I began to feel panicky. I only had a crib, a mattress, and a blanky. Yes, there are numerous boxes of years’ worth of boys clothing in the attic. But we don’t know if we’re even having a boy.
I had nary a nappy or bottle or binky in the house and I was 32 weeks along. Although I thought it possible that people might offer up stuff via a shower or queries, time was running out. And I was woefully behind in my nesting preparation.
This is where I had an “episode”. Did we have enough money? What did I actually need? Were people going to help? Did anyone really care? Numerous worries compiling in my head. My husband calls this the shotgun effect.
You can worry or you can do something to abate the worry. Only the latter will make a difference. If you really want to worry, make sure you put enough things on your plate to feel really overwhelmed. And definitely don’t break down and make a list of action steps toward alleviating the worry. Pay the worries the respect they need to fester. “It’s still your choice. Always has been.
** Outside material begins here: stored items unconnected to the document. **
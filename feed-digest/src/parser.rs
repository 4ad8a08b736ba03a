use crate::types::{DigestError, RawFeedItem, Result};
use feed_rs::parser;
use tracing::debug;

/// Parses RSS, Atom and JSON Feed documents into raw entries, preserving feed order.
#[derive(Debug, Default, Clone, Copy)]
pub struct FeedParser;

impl FeedParser {
    pub fn new() -> Self {
        Self
    }

    pub fn parse_feed(&self, content: &[u8]) -> Result<Vec<RawFeedItem>> {
        debug!("Parsing feed content ({} bytes)", content.len());

        let feed = parser::parse(content)
            .map_err(|e| DigestError::Parse(format!("Failed to parse feed: {}", e)))?;

        let entries: Vec<RawFeedItem> = feed.entries.into_iter().map(Self::parse_entry).collect();

        debug!("Parsed feed with {} entries", entries.len());
        Ok(entries)
    }

    fn parse_entry(entry: feed_rs::model::Entry) -> RawFeedItem {
        // The primary link is the first one without a relation or marked alternate.
        let link = entry
            .links
            .iter()
            .find(|l| matches!(l.rel.as_deref(), None | Some("alternate")))
            .map(|l| l.href.clone());

        let alternate_links = entry.links.iter().map(|l| l.href.clone()).collect();

        RawFeedItem {
            title: entry.title.map(|t| t.content),
            published: entry.published,
            updated: entry.updated,
            summary: entry.summary.map(|s| s.content),
            content: entry.content.and_then(|c| c.body),
            link,
            alternate_links,
        }
    }
}
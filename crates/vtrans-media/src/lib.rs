//! FFmpeg CLI wrapper for clip transition effects.
//!
//! This crate provides:
//! - Type-safe FFmpeg command building
//! - FFprobe-based clip inspection
//! - Transition filter construction (fade and slide variants)
//! - A four-operation transition facade over an opaque clip handle
//!
//! The facade depends only on the [`clip::ApplyEffects`] capability;
//! [`clip::VideoClip`] is the shipped FFmpeg-backed implementation.

pub mod clip;
pub mod command;
pub mod error;
pub mod filters;
pub mod probe;
pub mod transitions;

// Re-export common types
pub use clip::{ApplyEffects, VideoClip};
pub use command::{check_ffmpeg, check_ffprobe, FfmpegCommand, FfmpegRunner};
pub use error::{MediaError, MediaResult};
pub use filters::{build_transition_filter, TransitionFilter};
pub use probe::{get_duration, probe_video, VideoInfo};
pub use transitions::{
    fadein_transition, fadeout_transition, slidein_transition, slideout_transition,
};
//! Clip handles and the effect application capability.

use std::path::{Path, PathBuf};

use async_trait::async_trait;
use tracing::info;
use uuid::Uuid;

use vtrans_models::{Effect, EncodingConfig};

use crate::command::{FfmpegCommand, FfmpegRunner};
use crate::error::{MediaError, MediaResult};
use crate::filters::{build_transition_filter, TransitionFilter, GRAPH_OUT};
use crate::probe::probe_video;

/// Capability to apply transition effects to an opaque clip handle.
///
/// This is the seam the transition facade depends on: the handle receives a
/// sequence of descriptors and yields a new handle. Callers never inspect
/// handle internals; range enforcement on descriptor parameters belongs to
/// the implementing engine.
#[async_trait]
pub trait ApplyEffects: Sized {
    async fn with_effects(&self, effects: &[Effect]) -> MediaResult<Self>;
}

/// FFmpeg-backed clip handle.
///
/// Each applied effect is one FFmpeg pass over the underlying file; the
/// returned handle points at the derived output. The source file is never
/// modified.
#[derive(Debug, Clone)]
pub struct VideoClip {
    path: PathBuf,
    output_dir: PathBuf,
    encoding: EncodingConfig,
}

impl VideoClip {
    /// Open a handle over an existing media file.
    ///
    /// # Errors
    /// Returns `FileNotFound` if the file does not exist.
    pub fn open(path: impl AsRef<Path>) -> MediaResult<Self> {
        let path = path.as_ref().to_path_buf();
        if !path.exists() {
            return Err(MediaError::FileNotFound(path));
        }

        let output_dir = path
            .parent()
            .map(Path::to_path_buf)
            .unwrap_or_else(|| PathBuf::from("."));

        Ok(Self {
            path,
            output_dir,
            encoding: EncodingConfig::default(),
        })
    }

    /// Set the directory derived files are written to (defaults to the
    /// input's directory).
    pub fn with_output_dir(mut self, dir: impl AsRef<Path>) -> Self {
        self.output_dir = dir.as_ref().to_path_buf();
        self
    }

    /// Set encoding parameters for derived files.
    pub fn with_encoding(mut self, encoding: EncodingConfig) -> Self {
        self.encoding = encoding;
        self
    }

    /// Path of the underlying media file.
    pub fn path(&self) -> &Path {
        &self.path
    }

    /// Output path for a derived file, unique per application.
    fn derived_path(&self, effect: &Effect) -> PathBuf {
        let stem = self
            .path
            .file_stem()
            .and_then(|s| s.to_str())
            .unwrap_or("clip");
        let ext = self
            .path
            .extension()
            .and_then(|s| s.to_str())
            .unwrap_or("mp4");
        let tag = Uuid::new_v4().simple().to_string();

        self.output_dir.join(format!(
            "{}_{}_{}.{}",
            stem,
            effect.as_filename_part(),
            &tag[..8],
            ext
        ))
    }

    /// Apply a single effect via one FFmpeg pass.
    async fn apply_one(&self, effect: &Effect) -> MediaResult<VideoClip> {
        let probe = probe_video(&self.path).await?;
        let output = self.derived_path(effect);

        info!(
            "Applying {}: {} -> {} (window: {:.2}s)",
            effect,
            self.path.display(),
            output.display(),
            effect.duration()
        );

        let mut cmd = FfmpegCommand::new(&self.path, &output).encoding(&self.encoding);

        match build_transition_filter(effect, &probe) {
            TransitionFilter::Video(filter) => {
                cmd = cmd.video_filter(filter);
            }
            TransitionFilter::Graph(graph) => {
                cmd = cmd
                    .filter_complex(graph)
                    .map(format!("[{GRAPH_OUT}]"))
                    .map("0:a?");
            }
        }

        FfmpegRunner::new().run(&cmd).await?;

        Ok(VideoClip {
            path: output,
            output_dir: self.output_dir.clone(),
            encoding: self.encoding.clone(),
        })
    }
}

#[async_trait]
impl ApplyEffects for VideoClip {
    async fn with_effects(&self, effects: &[Effect]) -> MediaResult<Self> {
        let mut current = self.clone();
        for effect in effects {
            current = current.apply_one(effect).await?;
        }
        Ok(current)
    }
}

#[cfg(test)]
mod tests {
    use super::*;
    use tempfile::TempDir;

    fn fake_clip(dir: &TempDir) -> VideoClip {
        let path = dir.path().join("scene.mp4");
        std::fs::write(&path, b"fake video").unwrap();
        VideoClip::open(&path).unwrap()
    }

    #[test]
    fn test_open_missing_file() {
        let err = VideoClip::open("/nonexistent/clip.mp4").unwrap_err();
        assert!(matches!(err, MediaError::FileNotFound(_)));
    }

    #[test]
    fn test_derived_path_naming() {
        let dir = TempDir::new().unwrap();
        let clip = fake_clip(&dir);

        let derived = clip.derived_path(&Effect::fade_in(1.0));
        let name = derived.file_name().unwrap().to_str().unwrap();
        assert!(name.starts_with("scene_fade_in_"));
        assert!(name.ends_with(".mp4"));
        assert_eq!(derived.parent().unwrap(), dir.path());

        // Unique per application
        let again = clip.derived_path(&Effect::fade_in(1.0));
        assert_ne!(derived, again);
    }

    #[test]
    fn test_output_dir_override() {
        let dir = TempDir::new().unwrap();
        let out_dir = TempDir::new().unwrap();
        let clip = fake_clip(&dir).with_output_dir(out_dir.path());

        let derived = clip.derived_path(&Effect::fade_out(0.5));
        assert_eq!(derived.parent().unwrap(), out_dir.path());
    }

    #[test]
    fn test_with_effects_empty_is_identity() {
        let dir = TempDir::new().unwrap();
        let clip = fake_clip(&dir);

        let result = tokio_test::block_on(clip.with_effects(&[])).unwrap();
        assert_eq!(result.path(), clip.path());
    }
}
As I had paid the bills, we had “extra” money (Maryland quarterlies be damned). And we planned a trip to Target. My swollen leg and my lack of car had me seated for that week prior so I typed up lists. There’s a ‘Bag for the Hospital’ list and a ‘Need for the Baby/ Nursery’ list. There’s also a ‘People Who Will Help after the Baby Arrives’ list. The lists helped me feel more prepared.
We hit the Target on Saturday. When I had filled the cart up, Mark looked at me and asked, “Do we have enough nest for all that nesting?” Sadly, a good chunk of the haul was just stuff for me. Like granny underwear and socks that don’t cut into my swollen calves, and nursing tops for the aftermath. Happily, most of the baby wear was on clearance.
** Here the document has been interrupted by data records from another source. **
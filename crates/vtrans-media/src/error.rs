//! Error types for media operations.

use std::path::PathBuf;
use thiserror::Error;

/// Result type for media operations.
pub type MediaResult<T> = Result<T, MediaError>;

/// Errors that can occur while delegating to the FFmpeg tools.
#[derive(Debug, Error)]
pub enum MediaError {
    #[error("FFmpeg not found in PATH")]
    FfmpegNotFound,

    #[error("FFprobe not found in PATH")]
    FfprobeNotFound,

    #[error("FFmpeg command failed: {message}")]
    FfmpegFailed {
        message: String,
        stderr: Option<String>,
        exit_code: Option<i32>,
    },

    #[error("FFprobe command failed: {message}")]
    FfprobeFailed {
        message: String,
        stderr: Option<String>,
    },

    #[error("File not found: {0}")]
    FileNotFound(PathBuf),

    #[error("Invalid video file: {0}")]
    InvalidVideo(String),

    #[error("Operation timed out after {0} seconds")]
    Timeout(u64),

    #[error("IO error: {0}")]
    Io(#[from] std::io::Error),

    #[error("JSON parse error: {0}")]
    JsonParse(#[from] serde_json::Error),
}

impl MediaError {
    /// Create an FFmpeg failure error.
    pub fn ffmpeg_failed(
        message: impl Into<String>,
        stderr: Option<String>,
        exit_code: Option<i32>,
    ) -> Self {
        Self::FfmpegFailed {
            message: message.into(),
            stderr,
            exit_code,
        }
    }

    /// Create an FFprobe failure error.
    pub fn ffprobe_failed(message: impl Into<String>, stderr: Option<String>) -> Self {
        Self::FfprobeFailed {
            message: message.into(),
            stderr,
        }
    }
}

#[cfg(test)]
mod tests {
    use super::*;

    #[test]
    fn test_error_display() {
        let err = MediaError::ffmpeg_failed("boom", Some("stderr text".to_string()), Some(1));
        assert_eq!(err.to_string(), "FFmpeg command failed: boom");

        let err = MediaError::FileNotFound(PathBuf::from("/tmp/missing.mp4"));
        assert!(err.to_string().contains("/tmp/missing.mp4"));
    }
}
This process revealed an important fact; you need to show up for you first. If you’re absent from your life and wonder why you feel abandoned, consider how to best show up for yourself and then do so. Funny how we can stand back and wonder where everyone is and forget to include ourselves in this equation. Party of One is still a party.
We’re planning a meet the baby party after the birth. People will be able to actually see the fabulous blessing in person. And will most likely be relieved to know what gender of child to shop for were that necessary. Meanwhile, I am just glad to have that pile of stuff upstairs. Now if only that crib would paint itself.